Contractile response in presence of purinergic antagonists. Exogenous ATP (100 µM) caused a monophasic constriction (0.38 ± 0.05 g, n = 8) that was usually abolished after incubation of the tissue with suramin (100 µM) for 30 min (Fig. 1B), although on two occasions a small contraction remained after 30 min, which was not abolished by further addition of suramin (to 300 µM). Data from these experiments were not included in statistical analysis (the ATP dose-response curve did not plateau, data not shown). Electrically evoked responses in the presence of suramin were reduced (impulse numbers <= 6, not significant; impulse numbers >= 8, P < 0.01, n = 8; Figs. 1B and 2, B and C). The responses evoked by lower impulse numbers were affected differently from responses evoked by higher impulse numbers: the responses to two impulses were reduced to 18 ± 4% (n = 8), whereas the responses to 20 impulses were reduced to only 69 ± 10% (Fig. 2, B and C). The amount by which each response was reduced was significantly different (P < 0.01, paired Wilcoxon signed-rank test). This implies that ATP is of greater importance to responses evoked by lower impulse numbers. The subsequent addition of phentolamine usually abolished the remaining responses (6/8), although small responses to higher impulse numbers occasionally remained.

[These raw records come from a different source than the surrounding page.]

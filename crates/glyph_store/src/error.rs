use thiserror::Error;

use glyph_crypto::CryptoError;
use glyph_proto::ProtoError;

/// Errors surfaced by the identity store, session keystore, and security
/// log sink (C2/C3/C8).
#[derive(Debug, Error)]
pub enum StoreError {
    #[error("Database error: {0}")]
    Database(#[from] sqlx::Error),

    #[error(transparent)]
    Crypto(#[from] CryptoError),

    #[error(transparent)]
    Proto(#[from] ProtoError),

    #[error("Serialisation error: {0}")]
    Serialisation(#[from] serde_json::Error),

    #[error("Record not found: {0}")]
    NotFoundError(String),

    #[error("Incorrect password")]
    WrongPasswordError,

    #[error("User {user_id} is not a party to session {session_id}")]
    AccessDenied { user_id: String, session_id: String },

    #[error("KEK cache has no entry for user {0} — call init(userId, password) first")]
    VaultLocked(String),

    #[error("Migration error: {0}")]
    Migration(String),
}
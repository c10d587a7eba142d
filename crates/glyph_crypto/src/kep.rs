//! Key Exchange Protocol (C4): two-message mutually-authenticated ECDH.
//!
//! Wire message shapes live here rather than in the protocol crate because
//! they are transient (never stored, never an envelope) and exist only to
//! carry the values C1/C2 operate on directly — see `glyph_proto::envelope`
//! for the persisted, session-carrying wire format.

use hmac::{Hmac, Mac};
use serde::{Deserialize, Serialize};
use sha2::Sha256;
use zeroize::ZeroizeOnDrop;

use crate::error::CryptoError;
use crate::jwk::PublicJwk;

type HmacSha256 = Hmac<Sha256>;

const CONFIRM_PREFIX: &[u8] = b"CONFIRM:";

/// The three keys produced by one successful KEP exchange. `rootKey` is
/// kept only long enough to compute/verify key confirmation and is not
/// part of the installed session state.
#[derive(ZeroizeOnDrop)]
pub struct SessionKeys {
    pub root_key: [u8; 32],
    pub send_key: [u8; 32],
    pub recv_key: [u8; 32],
}

/// Derive `(rootKey, sendKey, recvKey)` from a raw ECDH shared secret.
///
/// `local_user_id` / `peer_user_id` must be supplied from each side's own
/// point of view: the symmetry law (local `sendKey` == peer `recvKey`)
/// falls out of both sides using `info=senderId` under the same `"SEND"`
/// salt.
pub fn derive_session_keys(
    shared_secret: &[u8; 32],
    session_id: &str,
    local_user_id: &str,
    peer_user_id: &str,
) -> Result<SessionKeys, CryptoError> {
    let root_key = crate::kdf::hkdf32(shared_secret, b"ROOT", session_id.as_bytes())?;
    let send_key = crate::kdf::hkdf32(&root_key, b"SEND", local_user_id.as_bytes())?;
    let recv_key = crate::kdf::hkdf32(&root_key, b"SEND", peer_user_id.as_bytes())?;
    Ok(SessionKeys {
        root_key,
        send_key,
        recv_key,
    })
}

/// `HMAC-SHA-256(rootKey, "CONFIRM:" || initiatorUserId)`.
pub fn key_confirmation(root_key: &[u8; 32], initiator_user_id: &str) -> [u8; 32] {
    let mut mac = HmacSha256::new_from_slice(root_key).expect("HMAC accepts any key length");
    mac.update(CONFIRM_PREFIX);
    mac.update(initiator_user_id.as_bytes());
    let tag = mac.finalize().into_bytes();
    let mut out = [0u8; 32];
    out.copy_from_slice(&tag);
    out
}

/// Verify a `keyConfirmation` tag in constant time.
pub fn verify_key_confirmation(
    root_key: &[u8; 32],
    initiator_user_id: &str,
    tag: &[u8],
) -> Result<(), CryptoError> {
    let mut mac = HmacSha256::new_from_slice(root_key).expect("HMAC accepts any key length");
    mac.update(CONFIRM_PREFIX);
    mac.update(initiator_user_id.as_bytes());
    mac.verify_slice(tag).map_err(|_| CryptoError::SignatureError)
}

/// `KEP_INIT` — sent by the initiator to start a key exchange.
#[derive(Debug, Clone, Serialize, Deserialize)]
pub struct KepInit {
    pub from: String,
    pub to: String,
    pub session_id: String,
    pub eph_pub: PublicJwk,
    #[serde(with = "b64bytes")]
    pub signature: Vec<u8>,
    pub timestamp: i64,
    #[serde(with = "b64bytes")]
    pub nonce: Vec<u8>,
    pub seq: u64,
}

/// `KEP_RESPONSE` — sent by the responder, completing the exchange.
#[derive(Debug, Clone, Serialize, Deserialize)]
pub struct KepResponse {
    pub from: String,
    pub to: String,
    pub session_id: String,
    pub eph_pub: PublicJwk,
    #[serde(with = "b64bytes")]
    pub signature: Vec<u8>,
    pub timestamp: i64,
    #[serde(with = "b64bytes")]
    pub nonce: Vec<u8>,
    pub seq: u64,
    #[serde(with = "b64bytes")]
    pub key_confirmation: Vec<u8>,
}

/// Bytes the initiator signs/the responder verifies over `eph_pub`: the
/// canonical JWK bytes, nothing else appended.
pub fn signing_bytes(eph_pub: &PublicJwk) -> Vec<u8> {
    eph_pub.canonical_bytes()
}

mod b64bytes {
    use base64::{engine::general_purpose::STANDARD, Engine};
    use serde::{Deserialize, Deserializer, Serializer};

    pub fn serialize<S: Serializer>(bytes: &Vec<u8>, s: S) -> Result<S::Ok, S::Error> {
        s.serialize_str(&STANDARD.encode(bytes))
    }

    pub fn deserialize<'de, D: Deserializer<'de>>(d: D) -> Result<Vec<u8>, D::Error> {
        let s = String::deserialize(d)?;
        STANDARD.decode(&s).map_err(serde::de::Error::custom)
    }
}
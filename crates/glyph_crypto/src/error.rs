use thiserror::Error;

/// Errors surfaced by the primitive, identity, and KEP layers (C1/C2/C4).
///
/// `IntegrityError` and `SignatureError` must be indistinguishable in timing
/// and behavior whether the cause is a wrong key, a flipped bit, or a
/// forgery attempt.
#[derive(Debug, Error)]
pub enum CryptoError {
    #[error("Key generation failed: {0}")]
    KeyGeneration(String),

    #[error("Signature verification failed")]
    SignatureError,

    #[error("AEAD authentication tag mismatch")]
    IntegrityError,

    #[error("Key derivation failed: {0}")]
    KeyDerivation(String),

    #[error("Invalid key material: {0}")]
    InvalidKey(String),

    #[error("Nonce generation failed")]
    NonceGeneration,

    #[error("Serialisation error: {0}")]
    Serialisation(#[from] serde_json::Error),

    #[error("Hex decode error: {0}")]
    HexDecode(#[from] hex::FromHexError),

    #[error("Base64 decode error: {0}")]
    Base64Decode(#[from] base64::DecodeError),
}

Effects of NPY and BIBP-3226 on contractile responses. Because sympathetic responses to our stimuli were usually abolished in the combined presence of blockers for both ATP and NE, we predicted that NPY would contribute little to sympathetic responses. However, this was not the case. In initial experiments, trains of five impulses at 20 Hz were delivered every minute to investigate the effects of 75 nM NPY (EC75 for potentiating effects in preliminary experiments, data not shown). This concentration produced a direct agonist effect, increasing baseline tension by 0.24 ± 0.05 g (n = 9), and control sympathetically evoked responses (0.20 ± 0.02 g) were potentiated, increasing the evoked response to 181 ± 21% (P < 0.01; Fig. 3). The agonist effect increased over 3-4 min and then declined, whereas the potentiating effect remained for 8-12 min. After a 15-min washout, the baseline and evoked responses had returned to control values. Addition of BIBP-3226 (75 nM) always decreased the size of the evoked response, resulting in a mean reduction to 57 ± 6% of control (P < 0.01), blocked the potentiating effect of exogenous NPY (Fig. 3) and usually blocked the direct agonist effect of a second exposure to NPY (7/9), although a small increase in baseline tension occasionally remained (2/9). Time-matched controls were performed by comparing baselines and the mean of five responses in an initial period with those of a similar period 10 min later, and no significant differences were found (second mean baseline was 100 ± 1% of the first; second mean response was 96 ± 6% of the first; n = 4).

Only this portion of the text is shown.